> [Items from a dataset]
== == ==

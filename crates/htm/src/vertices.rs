//! Vertex store - append-only unit vectors with logical delete.
//!
//! A cleared slot holds the zero vector, which is never a valid point on the
//! sphere. Slots are only reclaimed by [`VertexStore::compacted`].

use std::fmt;

use glam::DVec3;

/// Handle into the vertex store.
#[derive(Clone, Copy, PartialEq, Eq, PartialOrd, Ord, Hash, Debug)]
pub struct VertexId(pub u32);

impl VertexId {
  #[inline]
  pub fn index(self) -> usize {
    self.0 as usize
  }
}

impl fmt::Display for VertexId {
  fn fmt(&self, f: &mut fmt::Formatter<'_>) -> fmt::Result {
    write!(f, "v{}", self.0)
  }
}

/// Ordered sequence of sphere positions addressed by [`VertexId`].
#[derive(Clone, Debug, Default, PartialEq)]
pub struct VertexStore {
  positions: Vec<DVec3>,
}

impl VertexStore {
  pub fn with_capacity(capacity: usize) -> Self {
    Self {
      positions: Vec::with_capacity(capacity),
    }
  }

  /// Append a position and return its handle.
  #[inline]
  pub fn append(&mut self, position: DVec3) -> VertexId {
    let id = VertexId(self.positions.len() as u32);
    self.positions.push(position);
    id
  }

  /// Position at `id`. Cleared slots return the zero vector.
  #[inline]
  pub fn get(&self, id: VertexId) -> Option<DVec3> {
    self.positions.get(id.index()).copied()
  }

  /// Logically delete a slot.
  #[inline]
  pub fn clear(&mut self, id: VertexId) {
    if let Some(slot) = self.positions.get_mut(id.index()) {
      *slot = DVec3::ZERO;
    }
  }

  #[inline]
  pub fn is_live(&self, id: VertexId) -> bool {
    self.get(id).is_some_and(|v| v != DVec3::ZERO)
  }

  /// Number of slots, cleared ones included.
  pub fn len(&self) -> usize {
    self.positions.len()
  }

  pub fn is_empty(&self) -> bool {
    self.positions.is_empty()
  }

  /// Number of slots that have not been cleared.
  pub fn live_count(&self) -> usize {
    self.positions.iter().filter(|v| **v != DVec3::ZERO).count()
  }

  pub fn as_slice(&self) -> &[DVec3] {
    &self.positions
  }

  /// Live entries with their handles.
  pub fn iter_live(&self) -> impl Iterator<Item = (VertexId, DVec3)> + '_ {
    self
      .positions
      .iter()
      .enumerate()
      .filter(|(_, v)| **v != DVec3::ZERO)
      .map(|(i, v)| (VertexId(i as u32), *v))
  }

  /// Copy of the store without cleared slots, plus the old to new map.
  ///
  /// Relative order of surviving entries is preserved.
  pub fn compacted(&self) -> (Self, Vec<Option<VertexId>>) {
    let mut remap = Vec::with_capacity(self.positions.len());
    let mut positions = Vec::with_capacity(self.live_count());
    for v in &self.positions {
      if *v == DVec3::ZERO {
        remap.push(None);
      } else {
        remap.push(Some(VertexId(positions.len() as u32)));
        positions.push(*v);
      }
    }
    (Self { positions }, remap)
  }
}

#[cfg(test)]
#[path = "vertices_test.rs"]
mod vertices_test;
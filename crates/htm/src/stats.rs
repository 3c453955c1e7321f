//! Cumulative counters for mesh mutation.

/// Statistics accumulated over the lifetime of a mesh.
#[derive(Clone, Copy, Debug, Default, PartialEq, Eq)]
pub struct MeshStats {
	/// Leaf nodes split into four.
	pub splits: usize,
	/// Midpoint vertices appended.
	pub vertices_created: usize,
	/// Midpoints taken from the edge cache instead of recomputed.
	pub midpoints_reused: usize,
	/// Node slots tombstoned by culls.
	pub nodes_culled: usize,
	/// Vertex slots cleared by culls.
	pub vertices_cleared: usize,
	/// Completed compaction passes.
	pub compactions: usize,
}

impl MeshStats {
	/// Nodes appended by splits (always four per split).
	#[inline]
	pub fn nodes_created(&self) -> usize {
		self.splits * 4
	}

	/// Edge midpoint requests served, computed or cached.
	#[inline]
	pub fn midpoint_requests(&self) -> usize {
		self.vertices_created + self.midpoints_reused
	}
}
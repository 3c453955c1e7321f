//! Error types for mesh mutation and queries.

use glam::DVec3;
use thiserror::Error;

use crate::edges::EDGES_PER_VERTEX;
use crate::node::NodeId;
use crate::vertices::VertexId;

/// Result type alias using [`HtmError`].
pub type Result<T> = std::result::Result<T, HtmError>;

/// Errors raised by the mesh engine.
#[derive(Error, Debug, Clone, PartialEq)]
pub enum HtmError {
  /// A vertex acquired more incident edges than its bucket holds.
  ///
  /// Only reachable when the triangulation itself is broken. The operation
  /// that hit it stops immediately and the mesh must be treated as corrupt.
  #[error(
    "vertex {vertex} exceeded {slots} incident edges; mesh topology is corrupt",
    slots = EDGES_PER_VERTEX
  )]
  EdgeOverflow {
    /// Bucket owner (the larger endpoint index).
    vertex: VertexId,
  },

  /// No root triangle claimed the direction.
  ///
  /// Happens for the zero vector, NaN components, or a direction lying
  /// exactly on a shared edge. Not worth retrying.
  #[error("no triangle contains direction {direction}")]
  NotFound {
    /// The direction that was looked up.
    direction: DVec3,
  },

  /// The node handle is out of range or its slot was culled.
  #[error("node {node} does not exist")]
  UnknownNode {
    /// Offending handle.
    node: NodeId,
  },

  /// Subdivision target beyond what u32 handles can address.
  #[error("subdivision level {level} exceeds maximum {max}")]
  LevelTooDeep {
    /// Requested level.
    level: u32,
    /// Configured maximum.
    max: u32,
  },
}
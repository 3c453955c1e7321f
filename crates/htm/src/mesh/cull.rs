//! Cull - exact reversal of subdivision beneath a node.
//!
//! Splits are undone deepest level first, so every edge a split registered
//! is released before the split that produced its endpoints. Midpoints that
//! lose their last user are cleared from the vertex store; node slots of the
//! removed subtree are tombstoned. Nothing is renumbered until
//! [`Mesh::compact`](super::Mesh::compact).

use super::{Mesh, ROOT_COUNT};
use crate::error::{HtmError, Result};
use crate::node::NodeId;
use crate::vertices::VertexId;

impl Mesh {
  /// Collapse everything deeper than `level` under every root.
  #[cfg_attr(feature = "tracing", tracing::instrument(skip_all, name = "htm::cull_to_level"))]
  pub fn cull_to_level(&mut self, level: u32) -> Result<()> {
    #[cfg(feature = "tracing")]
    let before = self.stats;
    for root in 0..ROOT_COUNT as u32 {
      self.cull_node_to_level(NodeId(root), level)?;
    }
    #[cfg(feature = "tracing")]
    tracing::debug!(
      nodes_culled = self.stats.nodes_culled - before.nodes_culled,
      vertices_cleared = self.stats.vertices_cleared - before.vertices_cleared,
      "culled mesh"
    );
    Ok(())
  }

  /// Collapse everything deeper than `level` within the subtree at `id`.
  ///
  /// Structure at or above `level` is left untouched.
  pub fn cull_node_to_level(&mut self, id: NodeId, level: u32) -> Result<()> {
    if self.nodes.get(id).is_none() {
      return Err(HtmError::UnknownNode { node: id });
    }
    for at in self.nodes_at_level(id, level) {
      if self.nodes.get(at).is_some_and(|n| !n.is_leaf()) {
        self.cull(at)?;
      }
    }
    Ok(())
  }

  /// Undo all subdivision at and beneath `id`, leaving it a leaf.
  ///
  /// Culling a leaf is a no-op.
  pub fn cull(&mut self, id: NodeId) -> Result<()> {
    let node = *self.nodes.get(id).ok_or(HtmError::UnknownNode { node: id })?;
    if node.is_leaf() {
      return Ok(());
    }

    // Subdivision may be uneven, so unwind from the deepest leaf anywhere
    // in the subtree rather than along one spine.
    let deepest = self.max_depth(id).unwrap_or(node.level);
    for level in (node.level + 1..=deepest).rev() {
      for at in self.nodes_at_level(id, level) {
        self.unsplit(at);
      }
    }
    self.unsplit(id);
    #[cfg(feature = "tracing")]
    tracing::trace!(node = %id, from = deepest, to = node.level, "cull");
    Ok(())
  }

  /// Release a split node's edges and drop its children.
  fn unsplit(&mut self, id: NodeId) {
    let Some(node) = self.nodes.get(id).copied() else {
      return;
    };
    let Some(children) = node.children else {
      return;
    };
    for (a, b) in node.edges() {
      self.merge_edge(a, b);
    }
    for child in children {
      self.remove_subtree(child);
    }
    if let Some(n) = self.nodes.get_mut(id) {
      n.children = None;
    }
  }

  fn merge_edge(&mut self, a: VertexId, b: VertexId) {
    if let Some(orphans) = self.edges.merge(a, b) {
      for v in orphans {
        self.vertices.clear(v);
        self.stats.vertices_cleared += 1;
      }
    }
  }

  fn remove_subtree(&mut self, id: NodeId) {
    if let Some(node) = self.nodes.remove(id) {
      self.stats.nodes_culled += 1;
      if let Some(children) = node.children {
        for child in children {
          self.remove_subtree(child);
        }
      }
    }
  }
}

#[cfg(test)]
#[path = "cull_test.rs"]
mod cull_test;
//! HtmConfig - store sizing and subdivision limits.

/// Deepest level whose node count still fits a u32 handle.
pub const MAX_LEVEL: u32 = 15;

/// Level the stores are pre-sized for when nothing else is requested.
pub const DEFAULT_RESERVE_LEVEL: u32 = 5;

/// Deepest level stores are ever pre-sized for (65538 vertices). Deeper
/// meshes grow on demand.
pub const MAX_RESERVE_LEVEL: u32 = 8;

/// Configuration for a [`Mesh`](crate::Mesh).
///
/// Fields are public; [`Mesh::with_config`](crate::Mesh::with_config) brings
/// them into range with [`HtmConfig::clamped`].
#[derive(Clone, Copy, Debug, PartialEq, Eq)]
pub struct HtmConfig {
  /// Stores are reserved up front for a uniform mesh of this level, so
  /// building up to it never reallocates. At most [`MAX_RESERVE_LEVEL`].
  pub reserve_level: u32,
  /// Subdivision requests deeper than this are rejected. At most
  /// [`MAX_LEVEL`].
  pub max_level: u32,
}

impl HtmConfig {
  /// Reserve for level 5, allow up to [`MAX_LEVEL`].
  pub const DEFAULT: Self = Self {
    reserve_level: DEFAULT_RESERVE_LEVEL,
    max_level: MAX_LEVEL,
  };

  /// Create a config that reserves for `reserve_level`, clamped to
  /// `1..=MAX_RESERVE_LEVEL`.
  pub fn with_reserve_level(reserve_level: u32) -> Self {
    Self {
      reserve_level,
      ..Self::DEFAULT
    }
    .clamped()
  }

  /// Copy with both levels in range: `max_level` in `1..=MAX_LEVEL`,
  /// `reserve_level` in `1..=min(max_level, MAX_RESERVE_LEVEL)`.
  pub fn clamped(self) -> Self {
    let max_level = self.max_level.clamp(1, MAX_LEVEL);
    Self {
      reserve_level: self.reserve_level.clamp(1, max_level.min(MAX_RESERVE_LEVEL)),
      max_level,
    }
  }

  /// Vertex count of a uniform mesh at `level`: 4^level + 2. Saturates at
  /// `usize::MAX`.
  #[inline]
  pub fn vertex_capacity(level: u32) -> usize {
    pow4(level).map_or(usize::MAX, |n| n.saturating_add(2))
  }

  /// Node count (all levels, leaves and interior) of a uniform mesh at
  /// `level`: 8 * (4^level - 1) / 3. Saturates at `usize::MAX`.
  #[inline]
  pub fn node_capacity(level: u32) -> usize {
    pow4(level).map_or(usize::MAX, |n| ((n - 1) / 3).saturating_mul(8))
  }

  /// Leaf triangle count of a uniform mesh at `level`: 8 * 4^(level-1).
  /// Saturates at `usize::MAX`.
  #[inline]
  pub fn leaf_count(level: u32) -> usize {
    pow4(level.saturating_sub(1)).map_or(usize::MAX, |n| n.saturating_mul(8))
  }
}

/// 4^level, `None` once it no longer fits a usize.
#[inline]
fn pow4(level: u32) -> Option<usize> {
  1usize.checked_shl(level.checked_mul(2)?)
}

impl Default for HtmConfig {
  fn default() -> Self {
    Self::DEFAULT
  }
}

#[cfg(test)]
#[path = "config_test.rs"]
mod config_test;
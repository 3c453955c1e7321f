//! Mesh - the hierarchical triangular mesh and its three stores.
//!
//! # Bootstrap
//!
//! The mesh starts as an octahedron: six vertices on the axes and eight
//! level-1 faces, four south (`S0..S3`) then four north (`N0..N3`).
//!
//! ```text
//!   v0 = +Z   v1 = +X   v2 = +Y   v3 = -X   v4 = -Y   v5 = -Z
//!
//!   S0 (1,5,2)  S1 (2,5,3)  S2 (3,5,4)  S3 (4,5,1)
//!   N0 (1,0,4)  N1 (4,0,3)  N2 (3,0,2)  N3 (2,0,1)
//! ```
//!
//! Node handles `0..8` are the roots and survive every cull and compaction.
//!
//! # Module Structure
//!
//! - [`subdivide`](self::subdivide): adaptive quad-split through the edge
//!   cache
//! - [`cull`](self::cull): exact reversal of subdivision
//! - [`compact`](self::compact): drop tombstones and renumber

pub mod compact;
pub mod cull;
pub mod subdivide;

pub use compact::Remap;

use glam::DVec3;
use smallvec::SmallVec;

use crate::config::HtmConfig;
use crate::edges::{Edge, EdgeCache};
use crate::node::{Node, NodeId, NodeStore};
use crate::stats::MeshStats;
use crate::vertices::{VertexId, VertexStore};

/// Number of octahedron faces.
pub const ROOT_COUNT: usize = 8;

/// Octahedron corners.
pub const BOOTSTRAP_VERTICES: [DVec3; 6] = [
  DVec3::Z,
  DVec3::X,
  DVec3::Y,
  DVec3::NEG_X,
  DVec3::NEG_Y,
  DVec3::NEG_Z,
];

/// Octahedron faces, counter-clockwise seen from outside.
pub const BOOTSTRAP_FACES: [[u32; 3]; ROOT_COUNT] = [
  [1, 5, 2], // S0
  [2, 5, 3], // S1
  [3, 5, 4], // S2
  [4, 5, 1], // S3
  [1, 0, 4], // N0
  [4, 0, 3], // N1
  [3, 0, 2], // N2
  [2, 0, 1], // N3
];

/// Hierarchical triangular mesh.
///
/// Sole owner of the vertex store, node store and edge cache. Handles handed
/// out are plain indices; they stay valid across subdivision and culls (for
/// nodes that were not culled) but not across [`Mesh::compact`].
#[derive(Clone, Debug)]
pub struct Mesh {
  pub(crate) config: HtmConfig,
  pub(crate) vertices: VertexStore,
  pub(crate) nodes: NodeStore,
  pub(crate) edges: EdgeCache,
  pub(crate) stats: MeshStats,
}

impl Mesh {
  /// Create the level-1 octahedron with default configuration.
  pub fn new() -> Self {
    Self::with_config(HtmConfig::default())
  }

  /// Create the level-1 octahedron, stores reserved per `config`.
  ///
  /// Out-of-range levels are clamped first, see [`HtmConfig::clamped`].
  pub fn with_config(config: HtmConfig) -> Self {
    let config = config.clamped();
    let vertex_capacity = HtmConfig::vertex_capacity(config.reserve_level);
    let mut vertices = VertexStore::with_capacity(vertex_capacity);
    for v in BOOTSTRAP_VERTICES {
      vertices.append(v);
    }

    let mut nodes = NodeStore::with_capacity(HtmConfig::node_capacity(config.reserve_level));
    for (i, face) in BOOTSTRAP_FACES.iter().enumerate() {
      nodes.push(Node::new(NodeId(i as u32), 1, face.map(VertexId), None));
    }

    Self {
      config,
      vertices,
      nodes,
      edges: EdgeCache::with_capacity(vertex_capacity),
      stats: MeshStats::default(),
    }
  }

  pub fn config(&self) -> &HtmConfig {
    &self.config
  }

  pub fn stats(&self) -> MeshStats {
    self.stats
  }

  /// Handles of the eight octahedron faces.
  pub fn roots(&self) -> impl DoubleEndedIterator<Item = NodeId> {
    (0..ROOT_COUNT as u32).map(NodeId)
  }

  pub fn node(&self, id: NodeId) -> Option<&Node> {
    self.nodes.get(id)
  }

  /// Position of a vertex. Cleared slots read as the zero vector.
  pub fn vertex(&self, id: VertexId) -> Option<DVec3> {
    self.vertices.get(id)
  }

  /// Corner positions of a node.
  pub fn triangle(&self, id: NodeId) -> Option<[DVec3; 3]> {
    let node = self.nodes.get(id)?;
    self.corners(node)
  }

  #[inline]
  pub(crate) fn corners(&self, node: &Node) -> Option<[DVec3; 3]> {
    let [i0, i1, i2] = node.indices;
    Some([
      self.vertices.get(i0)?,
      self.vertices.get(i1)?,
      self.vertices.get(i2)?,
    ])
  }

  /// Node slots, tombstones included.
  pub fn node_count(&self) -> usize {
    self.nodes.len()
  }

  pub fn live_node_count(&self) -> usize {
    self.nodes.live_count()
  }

  /// Vertex slots, cleared ones included.
  pub fn vertex_count(&self) -> usize {
    self.vertices.len()
  }

  pub fn live_vertex_count(&self) -> usize {
    self.vertices.live_count()
  }

  /// The vertex store, aligned with [`Mesh::indices`].
  ///
  /// Cleared slots are the zero vector until the next compaction.
  pub fn vertices(&self) -> &[DVec3] {
    self.vertices.as_slice()
  }

  /// Live vertices with their handles.
  pub fn live_vertices(&self) -> impl Iterator<Item = (VertexId, DVec3)> + '_ {
    self.vertices.iter_live()
  }

  /// Live nodes in store order.
  pub fn nodes(&self) -> impl Iterator<Item = &Node> + '_ {
    self.nodes.iter()
  }

  /// Live (split) edges.
  pub fn edges(&self) -> impl Iterator<Item = Edge> + '_ {
    self.edges.iter()
  }

  /// Flattened corner indices of every leaf, roots in order, depth-first.
  pub fn indices(&self) -> Vec<u32> {
    let mut indices = Vec::with_capacity(self.leaves().count() * 3);
    for node in self.leaves() {
      indices.extend(node.indices.map(|v| v.0));
    }
    indices
  }

  /// All leaves, lazily, in root-major depth-first order.
  pub fn leaves(&self) -> Leaves<'_> {
    Leaves::new(&self.nodes, self.roots())
  }

  /// Leaves below (or equal to) `id`.
  pub fn leaves_of(&self, id: NodeId) -> Leaves<'_> {
    Leaves::new(&self.nodes, std::iter::once(id))
  }

  /// Nodes of the subtree at `id` whose level is exactly `level`, in
  /// pre-order.
  pub fn nodes_at_level(&self, id: NodeId, level: u32) -> Vec<NodeId> {
    let mut found = Vec::new();
    let mut stack: SmallVec<[NodeId; 64]> = SmallVec::new();
    stack.push(id);
    while let Some(id) = stack.pop() {
      let Some(node) = self.nodes.get(id) else {
        continue;
      };
      if node.level == level {
        found.push(id);
      } else if node.level < level {
        if let Some(children) = node.children {
          stack.extend(children.into_iter().rev());
        }
      }
    }
    found
  }

  /// Deepest level reached anywhere in the subtree at `id`.
  pub fn max_depth(&self, id: NodeId) -> Option<u32> {
    let root = self.nodes.get(id)?;
    Some(self.leaves_of(id).map(|n| n.level).max().unwrap_or(root.level))
  }
}

impl Default for Mesh {
  fn default() -> Self {
    Self::new()
  }
}

/// Lazy depth-first leaf iterator.
///
/// Holds only a shared borrow and a small stack; dropping it early leaves
/// nothing behind.
pub struct Leaves<'a> {
  nodes: &'a NodeStore,
  stack: SmallVec<[NodeId; 64]>,
}

impl<'a> Leaves<'a> {
  fn new(nodes: &'a NodeStore, starts: impl DoubleEndedIterator<Item = NodeId>) -> Self {
    Self {
      nodes,
      stack: starts.rev().collect(),
    }
  }
}

impl<'a> Iterator for Leaves<'a> {
  type Item = &'a Node;

  fn next(&mut self) -> Option<Self::Item> {
    while let Some(id) = self.stack.pop() {
      let Some(node) = self.nodes.get(id) else {
        continue;
      };
      match node.children {
        None => return Some(node),
        Some(children) => self.stack.extend(children.into_iter().rev()),
      }
    }
    None
  }
}
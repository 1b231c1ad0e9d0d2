use serde::{Deserialize, Serialize};

/// Index of a triangle in the mesh triangle table.
pub type TriangleId = usize;

/// Index of a vertex in the mesh vertex table.
pub type VertexId = usize;

/// Triangle referencing three vertices by id, in counter-clockwise order.
#[derive(Debug, Default, Copy, Clone, PartialEq, Eq, Hash, Serialize, Deserialize)]
pub struct Triangle {
    /// First vertex.
    pub a: VertexId,
    /// Second vertex.
    pub b: VertexId,
    /// Third vertex.
    pub c: VertexId,
}

impl Triangle {
    #[inline]
    pub fn new(a: VertexId, b: VertexId, c: VertexId) -> Self {
        Self { a, b, c }
    }

    /// Vertex ids as array.
    #[inline]
    pub fn ids(&self) -> [VertexId; 3] {
        [self.a, self.b, self.c]
    }

    /// Directed edges `(a, b)`, `(b, c)`, `(c, a)`.
    #[inline]
    pub fn edges(&self) -> [(VertexId, VertexId); 3] {
        [(self.a, self.b), (self.b, self.c), (self.c, self.a)]
    }

    /// Check if triangle references given vertex.
    #[inline]
    pub fn contains_vertex(&self, id: VertexId) -> bool {
        self.a == id || self.b == id || self.c == id
    }
}

impl From<[VertexId; 3]> for Triangle {
    fn from([a, b, c]: [VertexId; 3]) -> Self {
        Self { a, b, c }
    }
}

== == ==

> [Exercise requirements]
List, from the entries above, every line in which the word "that" shows up.

> [Problem solution]
  /// Number of slots that have not been cleared.
  /// that hit it stops immediately and the mesh must be treated as corrupt.
    /// The direction that was looked up.
//! is released before the split that produced its endpoints. Midpoints that
  /// Create a config that reserves for `reserve_level`, clamped to
/// nodes that were not culled) but not across [`Mesh::compact`].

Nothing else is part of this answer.